Although Sofia is famous for its location near Vitosha Mountain, the city doesn't do much to promote this advantage. Public transport to Vitosha is irregular and stations are far from the center as there is not a convenient connection.
The municipality appears to know little of how residents and visitors travel around the city and this thwarts effective transport improvements. Hopes, however, are pinned on the new ticket system which was ready this November and allows commuters to buy e-cards and tickets. The system cost nearly 100 million levs (50 million euro). It is expected to reveal which transport lines are busier thanks to face recognition, but it is debatable whether it takes into account how people change transportation in order to get to a certain point.
Sofia's ambition, however, is to be a green city. And it has a lot of potential for this if it would only implement certain projects that are currently suspended. For example, a green bicycle and pedestrian line which goes in a circle around the whole city was promised 10 years ago, yet it hasn't even been started.
Also, Sofia has planned many new parks and they are set in its "constitution" - the general development plan. But a huge swathe of land is in private hands, so in order to create green areas, the municipality has to buy this land in the first place. This will cost around 4 billion levs, money Sofia doesn't have, although it has 10 years to come up with a solution. Now it could be too late as the memorandum for private land expires and its owners may decide to build new buildings there or to close some roads.
Millions on poor reconstruction
Sofia is also infamous for its poor road repairs. Three years ago, the municipality repaired central streets and boulevards (such as Graf Ignatiev street), using millions of EU money. The roads under repair were blocked by building materials and virtually inaccessible to pedestrians for a year. In addition, many businesses located on the street closed. When the repairs were finished, it turned out the new road surface was of poor quality and the new tiles quickly fell apart.
One year ago another boulevard was repaired - Todor Kableshkov, but again the result was unimpressive. Hence many Sofians joke that the city is fine as it is because they are wary of the fallout from planned reconstruction!
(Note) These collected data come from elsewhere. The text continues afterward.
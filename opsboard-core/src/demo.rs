// Copyright 2025 Sushanth (https://github.com/sushanthpy)
//
// This program is free software: you can redistribute it and/or modify
// it under the terms of the GNU Affero General Public License as published by
// the Free Software Foundation, either version 3 of the License, or
// (at your option) any later version.
//
// This program is distributed in the hope that it will be useful,
// but WITHOUT ANY WARRANTY; without even the implied warranty of
// MERCHANTABILITY or FITNESS FOR A PARTICULAR PURPOSE. See the
// GNU Affero General Public License for more details.
//
// You should have received a copy of the GNU Affero General Public License
// along with this program. If not, see <https://www.gnu.org/licenses/>.

//! Sample team data for demos and local runs.

use crate::model::{ActivityLog, ActivityType, LogId, Metrics, Platform, Role, Status, User};
use chrono::{DateTime, NaiveDate, NaiveTime, TimeZone, Utc};

/// The signed-in operator of the demo dashboard
pub fn demo_user() -> User {
    User::new("u1", "Sarah Chen", Role::Operator).with_avatar("https://picsum.photos/100")
}

struct Sample {
    id: &'static str,
    user_id: &'static str,
    user_name: &'static str,
    platform: Platform,
    activity_type: ActivityType,
    description: &'static str,
    metrics: Option<(u64, u64)>,
    status: Status,
    at: (u32, u32),
}

const SAMPLES: [Sample; 4] = [
    Sample {
        id: "1",
        user_id: "u1",
        user_name: "Sarah Chen",
        platform: Platform::TikTok,
        activity_type: ActivityType::Reel,
        description: "发布了新产品发布会的幕后花絮视频。使用了热门音频。",
        metrics: Some((12_500, 3_400)),
        status: Status::Published,
        at: (10, 30),
    },
    Sample {
        id: "2",
        user_id: "u2",
        user_name: "Mike Ross",
        platform: Platform::LinkedIn,
        activity_type: ActivityType::Post,
        description: "起草了一篇关于跨境电商趋势的思想领导力文章。",
        metrics: None,
        status: Status::Draft,
        at: (11, 15),
    },
    Sample {
        id: "3",
        user_id: "u1",
        user_name: "Sarah Chen",
        platform: Platform::Instagram,
        activity_type: ActivityType::Story,
        description: "发布投票，询问粉丝最喜欢的夏季系列颜色。",
        metrics: Some((4_500, 120)),
        status: Status::Published,
        at: (14, 20),
    },
    Sample {
        id: "4",
        user_id: "u3",
        user_name: "Jessica Lee",
        platform: Platform::Twitter,
        activity_type: ActivityType::Engagement,
        description: "回复了15个客户支持查询，转发了3条正面评价。",
        metrics: None,
        status: Status::Published,
        at: (9, 0),
    },
];

/// The four sample activities, stamped on `date` in time zone `tz`.
pub fn demo_logs<Tz: TimeZone>(date: NaiveDate, tz: &Tz) -> Vec<ActivityLog> {
    SAMPLES
        .iter()
        .map(|sample| ActivityLog {
            id: LogId::from(sample.id),
            user_id: sample.user_id.to_string(),
            user_name: sample.user_name.to_string(),
            platform: sample.platform,
            activity_type: sample.activity_type,
            description: sample.description.to_string(),
            metrics: sample
                .metrics
                .map(|(views, likes)| Metrics::new().views(views).likes(likes)),
            link: None,
            status: sample.status,
            timestamp: local_instant(date, sample.at, tz),
        })
        .collect()
}

fn local_instant<Tz: TimeZone>(date: NaiveDate, (hour, minute): (u32, u32), tz: &Tz) -> DateTime<Utc> {
    let naive = date.and_time(NaiveTime::from_hms_opt(hour, minute, 0).unwrap_or_default());
    // Falls back to UTC wall time inside a DST gap
    tz.from_local_datetime(&naive)
        .earliest()
        .map(|dt| dt.with_timezone(&Utc))
        .unwrap_or_else(|| Utc.from_utc_datetime(&naive))
}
A public tender was recently announced for the renovation of Alexander Nevsky Square but, fearing disapproval, the municipality decided not to proceed. In the end, it will give nearly 15 million levs (again from European programs) to replace the pavement. In other words, it will spend a large sum just to have more of the same, while the initial project promised ambitious change. Many people clearly wanted the area to become pedestrianised and the parking lot around the church removed - but this is now very unlikely to happen.
The blame for the lack of brave innovations and chronic inertia can only lie at the door of Sofia's mayor for the last 12 years. GERB's Yordanka Fandakova took the helm in 2009, promising a European future for Sofia. Unfortunately, for the last six years, she has dodged questions from journalists and given interviews only for newspapers that are close to GERB. Bulgarians, as we have seen this year in the national elections, are eager for change and running out of patience with empty promises. The next local elections, however, are not due until 2023.